The Supreme Court this week granted 19 states’ request to temporarily block a lower court ruling that ordered the Biden administration to end Title 42, and agreed to expedite review of the Biden administration’s effort to eliminate the use of an alleged continuing pandemic emergency to justify border officials skipping asylum processing details to quickly expel illegal immigrants. The end of Title 42 will create “a surge of [illegal immigrants] at America’s southern border,” says The Hill. That’s amusing, since there is already such a surge and has been since Joe Biden threw out a virtual welcome mat for those wanting to take the benefits of U.S. residents regardless of what our laws say. The proper phrasing would be “even greater surge than the unacceptable and irresponsible level being permitted already.”

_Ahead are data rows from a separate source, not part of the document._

//! Turning per-tile point counts into cluster markers.
//!
//! Counts keyed by storage-resolution quadkeys are grouped by their prefix at
//! the requested zoom, and each non-empty group becomes one [`Cluster`]
//! placed at the center of the group's tile. A source that already grouped
//! its counts at the requested zoom yields the same result.

use crate::error::{QuadclusterError, Result};
use crate::quadkey::QuadKey;
use crate::zoom::ZoomLevel;
use quadcluster_types::GeoPoint;
use rustc_hash::FxHashMap;
use serde::{Deserialize, Serialize};

/// Number of points per tile, keyed by quadkey.
pub type TileCounts = FxHashMap<QuadKey, u64>;

/// Clusters keyed by the quadkey of the tile they summarize.
///
/// Serializes as `{ "<quadkey>": { "center": {...}, "count": n }, ... }`.
pub type ClusterMap = FxHashMap<QuadKey, Cluster>;

/// Aggregate marker for the points inside one tile.
#[derive(Debug, Clone, Copy, PartialEq, Serialize, Deserialize)]
pub struct Cluster {
    pub center: GeoPoint,
    pub count: u64,
}

/// Sums counts by the first `zoom` digits of each key.
///
/// Fails with `InvalidQuadKey` if a key has fewer than `zoom` digits, since
/// it cannot be placed in a tile at that level.
pub fn group_by_prefix<'a, I>(counts: I, zoom: ZoomLevel) -> Result<TileCounts>
where
    I: IntoIterator<Item = (&'a QuadKey, u64)>,
{
    let mut grouped = TileCounts::default();

    for (key, count) in counts {
        let prefix = key.truncate(zoom).map_err(|_| {
            QuadclusterError::InvalidQuadKey(format!(
                "'{}' is too short to group at {}",
                key, zoom
            ))
        })?;
        let total = grouped.entry(prefix).or_insert(0);
        *total = total.saturating_add(count);
    }

    Ok(grouped)
}

/// Builds the clusters for `target_zoom` from per-tile counts.
///
/// Tiles whose total is zero are left out. Fails with `InvalidZoom` when
/// `target_zoom` is finer than the storage resolution.
///
/// # Examples
///
/// ```
/// use quadcluster::{cluster, QuadKey, TileCounts, ZoomLevel};
///
/// let mut counts = TileCounts::default();
/// counts.insert(QuadKey::parse("000").unwrap(), 2);
/// counts.insert(QuadKey::parse("001").unwrap(), 3);
/// counts.insert(QuadKey::parse("010").unwrap(), 1);
///
/// let clusters = cluster(&counts, ZoomLevel::new(2).unwrap()).unwrap();
/// assert_eq!(clusters["00"].count, 5);
/// assert_eq!(clusters["01"].count, 1);
/// ```
pub fn cluster(counts: &TileCounts, target_zoom: ZoomLevel) -> Result<ClusterMap> {
    target_zoom.ensure_storable()?;

    let grouped = group_by_prefix(counts.iter().map(|(key, count)| (key, *count)), target_zoom)?;

    let clusters: ClusterMap = grouped
        .into_iter()
        .filter(|(_, count)| *count > 0)
        .map(|(prefix, count)| {
            let center = prefix.tile().center;
            (prefix, Cluster { center, count })
        })
        .collect();

    log::debug!(
        "Built {} clusters at {} from {} tile counts",
        clusters.len(),
        target_zoom,
        counts.len()
    );

    Ok(clusters)
}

U.S. District Judge Emmet Sullivan had directed the Biden administration to end the policy this month, but the Court’s unsigned order put the ruling on hold and effectively kept the so-called Title 42 policy in place for now. This pleased opponents of the ongoing efforts by Democrats to allow as many illicit immigrants into the U.S. as possible, but many were surprised that the six Justice conservative majority didn’t follow the desires of Republican state attorneys-general en masse. The three-justice progressive minority dissented from the opinion in lock-step, as we would expect, and Justice Neil Gorsuch dissented from his conservative colleagues, based on law, principle, integrity and the Constitution. He wrote in part,
The States may question whether the government followed the right administrative steps before issuing this decision…But they do not seriously dispute that the public-health justification undergirding the Title 42 orders has lapsed. And it is hardly obvious why we should rush in to review a ruling on a motion to intervene in a case concerning emergency decrees that have outlived their shelf life….The only plausible reason for stepping in at this stage that I can discern has to do with the States’ second request. The States contend that they face an immigration crisis at the border and policymakers have failed to agree on adequate measures to address it. The only means left to mitigate the crisis, the States suggest, is an order from this Court directing the federal government to continue its COVID-era Title 42 policies as long as possible…For my part, I do not discount the States’ concerns. Even the federal government acknowledges “that the end of the Title 42 orders will likely have disruptive consequences.”
But the current border crisis is not a COVID crisis. And courts should not be in the business of perpetuating administrative edicts designed for one emergency only because elected officials have failed to address a different emergency. We are a court of law, not policymakers of last resort.